Rebecca Linton

Personal information
- Full name: Rebecca Jane Linton
- National team: New Zealand
- Born: 26 September 1985 (age 40) Auckland, New Zealand
- Height: 1.75 m (5 ft 9 in)
- Weight: 62 kg (137 lb)

Sport
- Sport: Swimming
- Strokes: Freestyle
- Club: Howick Pakuranga

= Rebecca Linton =

New Zealand swimmer (born 1985)

Rebecca Jane Linton (born 26 September 1985) is a New Zealand former swimmer, who specialised in long-distance freestyle events. She held New Zealand records in the 400 and 800 m freestyle, until they were all broken by Lauren Boyle in 2012. Linton is also a member of Howick Pakuranga Swim Club in Auckland.

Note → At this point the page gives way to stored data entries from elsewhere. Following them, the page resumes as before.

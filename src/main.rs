use anyhow::Result;
use rmcp::{transport::stdio, ServiceExt};
use tracing_subscriber::EnvFilter;

use sequential_thinking::SequentialThinkingService;

#[tokio::main]
async fn main() -> Result<()> {
    // Initialize tracing to stderr for MCP compatibility
    tracing_subscriber::fmt()
        .with_env_filter(EnvFilter::try_from_default_env().unwrap_or_else(|_| EnvFilter::new("info")))
        .with_target(false)
        .with_ansi(false)
        .with_writer(std::io::stderr)
        .init();

    tracing::info!("Starting sequential thinking server");

    let service = SequentialThinkingService::new().await?;

    // Start the MCP server on stdio transport
    let server = service.serve(stdio()).await?;

    tracing::info!("Sequential thinking server ready for connections");

    // This keeps the server running until the transport closes
    server.waiting().await?;

    tracing::info!("Sequential thinking server shutting down");
    Ok(())
}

Linton qualified for three swimming events at the 2004 Summer Olympics in Athens, by clearing FINA B-standard entry times of 4:19.03 (400 m freestyle) and 8:52.08 (800 m freestyle) from the New Zealand Championships.

On the second day of the Games, Linton placed thirty-first overall in the 400 m freestyle. Swimming in heat two, she edged out South Korea's Ha Eun-Ju to take a sixth seed by 0.07 of a second in 4:21.58. She also teamed up with Helen Norfolk, Alison Fitch, and Nathalie Bernard in the 4 × 200 m freestyle relay. She swam a third leg in heat two with a split of 2:05.17, but the New Zealand settled for seventh place and thirteenth overall, in a final time of 8:14.76. In her third and final event, 800 m freestyle, Linton picked up a seventh seed in heat three, but was unable to break a 9-minute barrier with a time of 9:02.41. Linton failed to reach the top 8 final, as she placed twenty-fourth overall from the morning's preliminaries.

Shortly after the Olympics, Linton retired from swimming to focus on her studies at the University of Auckland. In 2008, she graduated with the bachelor's degree of psychology and management, before joining the New Zealand Police.